古代音楽の演奏にかける松本玲子さん(高29回)
同志社大学で美学・芸術学専攻だった松本さんは、大学入学と同時にエレクトーンを始め、在学中にエレクトーンフェスティバル全国大会に入賞、その後日本代表としてエントリーした国際大会でも優秀賞を受賞し、大学卒業と同時に日本一若い大学講師として高崎芸術短期大学に迎えられました。
もともと歴史に興味のあった松本さんは、遺跡から発掘された古代の楽器や、パピルスの断片や資料に残されているメロディーに惹かれ、「これら先人が残してくれた音楽的遺産とメッセージを新しい音楽として表現できないだろうか」とチャレンジを始めました。民族楽学者や古楽器奏者などの協力をえて、現在ほとんど聴くことのない古楽曲の演奏を試みたり、2200年前のギリシャ時代のメロディやシルクロードの敦煌遺跡から発見されたメロディを使ったオリジナル曲の創作など、ユニークな研究と演奏活動を精力的に続けています。
近年は、美術館や博物館でのミュージアムコンサートを中心に、各地の民話・伝説をもとにした脚本・作曲・演奏なども手がけ、パリの日本文化会館で国際交流基金助成公演を成功させるなど海外にも活動舞台を広げています。出身地の関西でも毎年のようにコンサートを行っており、今後の公演日程が決まればお知らせしますのでご声援下さい。
■松本玲子さんからのメッセージ
三丘時代は文化祭でバンド演奏するなど音楽大好き生活を送り、現在は群馬県にある高崎芸術短期大学で電子オルガンコースを担当しています。

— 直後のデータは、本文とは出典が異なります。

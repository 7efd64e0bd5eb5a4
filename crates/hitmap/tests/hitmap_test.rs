//! Integration tests for hit-map transformers and pick sessions.

use hitmap::*;
use proptest::prelude::*;

/// Allocator handing out consecutive ids from `start`.
fn sequential_from(start: HitId) -> impl FnMut(&AllocationRequest) -> Vec<HitId> {
    let mut next = start;
    move |request: &AllocationRequest| {
        let count = HitId::try_from(request.count()).unwrap();
        let ids: Vec<HitId> = (next..next + count).collect();
        next += count;
        ids
    }
}

fn ids_of(hit: &HitPrimitive<u32>) -> Vec<HitId> {
    hit.colors
        .as_ref()
        .map(|colors| colors.iter().map(|c| c.id()).collect())
        .unwrap_or_default()
}

#[test]
fn test_mixed_batch_keeps_input_order() {
    let batch = vec![
        Primitive::new(0u32),
        Primitive::with_points(1u32, vec![Vec3::ZERO; 3]),
        Primitive::new(2u32),
        Primitive::with_points(3u32, vec![Vec3::ONE; 2]),
    ];
    let resolved = [
        ResolvedElement::object(batch[2].id()),
        ResolvedElement::object(PrimitiveId::next()),
    ];
    let mut allocator = sequential_from(1);
    let hits = NonInstancedHitmap
        .get_hitmap(&batch, &mut allocator, &resolved)
        .unwrap()
        .into_vec();

    let kept: Vec<_> = hits.iter().map(|h| h.data).collect();
    assert_eq!(kept, vec![0, 1, 3]);
    let colors: Vec<_> = hits.iter().map(|h| h.color.unwrap().id()).collect();
    assert_eq!(colors, vec![1, 2, 3]);
    assert_eq!(ids_of(&hits[1]), vec![2, 2, 2]);
}

#[test]
fn test_instanced_batch_with_partial_resolution() {
    let batch = vec![
        Primitive::with_points(0u32, vec![Vec3::ZERO; 6]),
        Primitive::new(1u32),
        Primitive::with_points(2u32, vec![Vec3::X; 5]),
    ];
    let resolved = [
        ResolvedElement::element(batch[0].id(), 2),
        ResolvedElement::element(batch[1].id(), 0),
        ResolvedElement::element(batch[2].id(), 0),
        ResolvedElement::element(batch[2].id(), 4),
    ];
    let mut allocator = sequential_from(10);
    let hits = InstancedHitmap::new(2)
        .unwrap()
        .get_hitmap(&batch, &mut allocator, &resolved)
        .unwrap()
        .into_vec();

    assert_eq!(hits.len(), 2);
    assert_eq!(hits[0].data, 0);
    assert_eq!(ids_of(&hits[0]), vec![10, 10, 11, 12, 12]);
    assert_eq!(hits[0].points.as_ref().unwrap().len(), 5);
    // batch[1] took id 13 and was dropped; batch[2] got 14 and 15.
    assert_eq!(hits[1].data, 2);
    assert_eq!(ids_of(&hits[1]), vec![14, 15, 15]);
}

#[test]
fn test_scalar_symmetry_for_both_transformers() {
    let prim = Primitive::with_points(9u32, vec![Vec3::ZERO; 2]);
    let mut allocator = SequentialIdAllocator::default();

    let single = NonInstancedHitmap
        .get_hitmap(&prim, &mut allocator, &[])
        .unwrap();
    assert!(single.is_single());
    assert_eq!(single.len(), 1);

    let instanced = InstancedHitmap::per_point()
        .get_hitmap(&prim, &mut allocator, &[])
        .unwrap();
    assert!(instanced.is_single());
    assert_eq!(ids_of(&instanced.into_single().unwrap()), vec![2, 3]);
}

#[test]
fn test_decoded_pixel_maps_back_to_object() {
    let mut session = PickSession::default();
    let cloud = Primitive::with_points(0u32, vec![Vec3::ZERO; 4]);
    let cube = Primitive::new(1u32);

    session.non_instanced(&cube).unwrap();
    let output = session
        .hitmap(
            HitmapMode::Instanced {
                point_count_per_instance: 2,
            },
            &cloud,
        )
        .unwrap()
        .into_single()
        .unwrap();

    let sampled = output.colors.as_ref().unwrap()[3];
    let pixel = HitColor::from_rgba_f32(sampled.to_rgba_f32()).to_rgba8();
    let hit = session.resolve_pixel(pixel).unwrap();
    assert_eq!(hit.object, cloud.id());
    assert_eq!(hit.instance_index, Some(1));
    assert_eq!(
        session.allocator().lookup(hit.hit_id).unwrap().subject,
        cloud.id()
    );
}

#[test]
fn test_exhausted_budget_fails_the_pass() {
    let options = HitmapOptions {
        max_ids_per_pass: 3,
        ..HitmapOptions::default()
    };
    let mut session = PickSession::new(options);
    let cloud = Primitive::with_points(0u32, vec![Vec3::ZERO; 4]);
    let err = session
        .instanced(InstancedHitmap::per_point(), &cloud)
        .unwrap_err();
    assert!(matches!(
        err,
        HitmapError::IdSpaceExhausted {
            requested: 4,
            remaining: 3
        }
    ));
}

#[test]
fn test_init_from_file() {
    let path = std::env::temp_dir().join(format!("hitmap-options-{}.json", std::process::id()));
    let options = HitmapOptions {
        reserve_background: true,
        max_ids_per_pass: 64,
        max_pick_depth: 2,
    };
    options.save(&path).unwrap();

    let session = init_from_file(&path).unwrap();
    assert_eq!(session.options(), &options);
    assert_eq!(session.allocator().remaining(), 64);

    std::fs::remove_file(&path).unwrap();
    assert!(matches!(
        init_from_file(&path),
        Err(HitmapError::IoError(_))
    ));
}

#[test]
fn test_options_reject_bad_json() {
    let value = serde_json::json!({ "max_pick_depth": "deep" });
    assert!(HitmapOptions::from_json(&value.to_string()).is_err());
}

fn batch_strategy() -> impl Strategy<Value = (Vec<Option<usize>>, Vec<bool>)> {
    prop::collection::vec(prop::option::of(0usize..8), 0..12).prop_flat_map(|shapes| {
        let len = shapes.len();
        (Just(shapes), prop::collection::vec(any::<bool>(), len))
    })
}

fn build_batch(shapes: &[Option<usize>]) -> Vec<Primitive<u32>> {
    shapes
        .iter()
        .enumerate()
        .map(|(i, shape)| {
            let data = u32::try_from(i).unwrap();
            match shape {
                Some(n) => Primitive::with_points(data, vec![Vec3::ZERO; *n]),
                None => Primitive::new(data),
            }
        })
        .collect()
}

fn is_subsequence(output: &[u32], len: usize) -> bool {
    output.windows(2).all(|w| w[0] < w[1]) && output.iter().all(|&i| (i as usize) < len)
}

proptest! {
    #[test]
    fn prop_non_instanced_filters_without_reordering((shapes, flags) in batch_strategy()) {
        let batch = build_batch(&shapes);
        let resolved: Vec<_> = batch
            .iter()
            .zip(&flags)
            .filter(|(_, flag)| **flag)
            .map(|(p, _)| ResolvedElement::object(p.id()))
            .collect();
        let mut allocator = SequentialIdAllocator::default();
        let hits = NonInstancedHitmap
            .get_hitmap(&batch, &mut allocator, &resolved)
            .unwrap()
            .into_vec();

        let kept: Vec<u32> = hits.iter().map(|h| h.data).collect();
        let expected: Vec<u32> = batch
            .iter()
            .zip(&flags)
            .filter(|(_, flag)| !**flag)
            .map(|(p, _)| p.data)
            .collect();
        prop_assert_eq!(&kept, &expected);
        prop_assert!(is_subsequence(&kept, batch.len()));
        prop_assert_eq!(allocator.len(), expected.len());
    }

    #[test]
    fn prop_instanced_colors_stay_aligned(
        (shapes, flags) in batch_strategy(),
        group in 1usize..4
    ) {
        let batch = build_batch(&shapes);
        // Resolve point 0 of every flagged primitive.
        let resolved: Vec<_> = batch
            .iter()
            .zip(&flags)
            .filter(|(_, flag)| **flag)
            .map(|(p, _)| ResolvedElement::element(p.id(), 0))
            .collect();
        let mut allocator = SequentialIdAllocator::default();
        let hitmap = InstancedHitmap::new(group).unwrap();
        let hits = hitmap
            .get_hitmap(&batch, &mut allocator, &resolved)
            .unwrap()
            .into_vec();

        let kept: Vec<u32> = hits.iter().map(|h| h.data).collect();
        prop_assert!(is_subsequence(&kept, batch.len()));
        for hit in &hits {
            let source = &batch[hit.data as usize];
            let flagged = flags[hit.data as usize];
            match source.points() {
                Some(points) if !points.is_empty() => {
                    let remaining = hit.points.as_ref().unwrap().len();
                    prop_assert_eq!(remaining, points.len() - usize::from(flagged));
                    prop_assert_eq!(hit.colors.as_ref().unwrap().len(), remaining);
                }
                _ => {
                    prop_assert!(!flagged);
                    prop_assert!(hit.color.is_some());
                }
            }
        }
        let requested: usize = batch
            .iter()
            .map(|p| hitmap.instance_count(p.num_points()))
            .sum();
        prop_assert_eq!(allocator.len(), requested);
    }
}
//! Hit-map transformer for single-identity primitives.

use hitmap_core::{is_resolved, AllocationRequest, IdAllocator, Primitive, ResolvedElement, Result};

use crate::hitmap::{allocate, GetHitmap};
use crate::pick::HitColor;
use crate::props::HitPrimitive;

/// Gives every primitive one id, whatever its point count.
///
/// A primitive matched by any resolved record is dropped and no id is
/// allocated for it. Primitives with points get a `colors` sequence filled
/// with their single color.
#[derive(Debug, Clone, Copy, Default)]
pub struct NonInstancedHitmap;

impl GetHitmap for NonInstancedHitmap {
    fn hitmap_primitive<T, A>(
        &self,
        primitive: &Primitive<T>,
        allocator: &mut A,
        resolved: &[ResolvedElement],
    ) -> Result<Option<HitPrimitive<T>>>
    where
        T: Clone,
        A: IdAllocator + ?Sized,
    {
        if is_resolved(resolved, primitive.id()) {
            log::trace!("hitmap: skipping resolved primitive {}", primitive.id());
            return Ok(None);
        }

        let ids = allocate(
            allocator,
            &AllocationRequest::Single {
                subject: primitive.id(),
            },
        )?;
        let color = HitColor::from_id(ids[0])?;

        let mut hit = HitPrimitive::from_primitive(primitive);
        hit.color = Some(color);
        hit.colors = primitive.points().map(|points| vec![color; points.len()]);
        Ok(Some(hit))
    }
}
//! Hit-map transformer for instanced primitives.
//!
//! Instance boundaries come purely from position in the flat point sequence:
//! points `[i * n, (i + 1) * n)` make up instance `i`, where `n` is the
//! configured point count per instance. Points past the last whole instance
//! belong to it as well, so a trailing partial group is still pickable.

use std::ops::Range;

use hitmap_core::{
    resolved_indices, AllocationRequest, HitmapError, IdAllocator, Primitive, ResolvedElement,
    Result,
};

use crate::hitmap::{allocate, GetHitmap};
use crate::pick::HitColor;
use crate::props::HitPrimitive;

/// Gives every group of `point_count_per_instance` points its own id.
#[derive(Debug, Clone, Copy, PartialEq, Eq)]
pub struct InstancedHitmap {
    point_count_per_instance: usize,
}

impl InstancedHitmap {
    /// Creates a transformer grouping `point_count_per_instance` points per id.
    pub fn new(point_count_per_instance: usize) -> Result<Self> {
        if point_count_per_instance == 0 {
            return Err(HitmapError::InvalidPointCount(point_count_per_instance));
        }
        Ok(Self {
            point_count_per_instance,
        })
    }

    /// A transformer giving every point its own id.
    pub fn per_point() -> Self {
        Self {
            point_count_per_instance: 1,
        }
    }

    /// Returns how many consecutive points share one id.
    pub fn point_count_per_instance(&self) -> usize {
        self.point_count_per_instance
    }

    /// Number of ids a primitive with `num_points` points needs.
    ///
    /// Never zero: a primitive with no points, or fewer points than one
    /// instance, still picks as one instance.
    pub fn instance_count(&self, num_points: usize) -> usize {
        (num_points / self.point_count_per_instance).max(1)
    }

    /// Instance owning the point at `point_index`.
    pub fn instance_of(&self, point_index: usize, num_points: usize) -> usize {
        (point_index / self.point_count_per_instance).min(self.instance_count(num_points) - 1)
    }

    /// Flat point indices owned by `instance`, including trailing points for
    /// the last instance.
    pub fn instance_points(&self, instance: usize, num_points: usize) -> Range<usize> {
        let start = (instance * self.point_count_per_instance).min(num_points);
        let end = if instance + 1 >= self.instance_count(num_points) {
            num_points
        } else {
            start + self.point_count_per_instance
        };
        start..end
    }
}

impl Default for InstancedHitmap {
    fn default() -> Self {
        Self::per_point()
    }
}

impl GetHitmap for InstancedHitmap {
    fn hitmap_primitive<T, A>(
        &self,
        primitive: &Primitive<T>,
        allocator: &mut A,
        resolved: &[ResolvedElement],
    ) -> Result<Option<HitPrimitive<T>>>
    where
        T: Clone,
        A: IdAllocator + ?Sized,
    {
        let filtered = resolved_indices(resolved, primitive.id());
        let num_points = primitive.num_points();
        let instance_count = self.instance_count(num_points);

        let ids = allocate(
            allocator,
            &AllocationRequest::Instanced {
                count: instance_count,
                subject: primitive.id(),
            },
        )?;
        let instance_colors = ids
            .into_iter()
            .map(HitColor::from_id)
            .collect::<Result<Vec<_>>>()?;

        let mut hit = HitPrimitive::from_primitive(primitive);
        match primitive.points() {
            Some(points) if !points.is_empty() => {
                let (points, colors): (Vec<_>, Vec<_>) = points
                    .iter()
                    .enumerate()
                    .filter(|(index, _)| !filtered.contains(index))
                    .map(|(index, point)| {
                        (*point, instance_colors[self.instance_of(index, num_points)])
                    })
                    .unzip();
                hit.points = Some(points);
                hit.colors = Some(colors);
            }
            _ => {
                hit.color = Some(instance_colors[0]);
                // A primitive without points cannot be partially resolved.
                if !filtered.is_empty() {
                    log::trace!("hitmap: skipping resolved primitive {}", primitive.id());
                    return Ok(None);
                }
            }
        }
        Ok(Some(hit))
    }
}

最近は、各地の美術館や博物館で、展示内容にリンクした形でのコンサートに取り組んでおり、関西では平成12年に大阪府立弥生博物館、13年に京都国立近代美術館、14年に奈良県立万葉文化博物館と大阪府立近つ飛鳥博物館で行いました。弥生文化博物館では「卑弥呼の音楽会」ということで博物館所蔵の卑弥呼の復元衣裳を着用、近つ飛鳥博物館では飛鳥時代のいでたちで、また、京都国立近代美術館では開催中の「シエナ展」に合わせて中世イタリア音楽を演奏させていただきました。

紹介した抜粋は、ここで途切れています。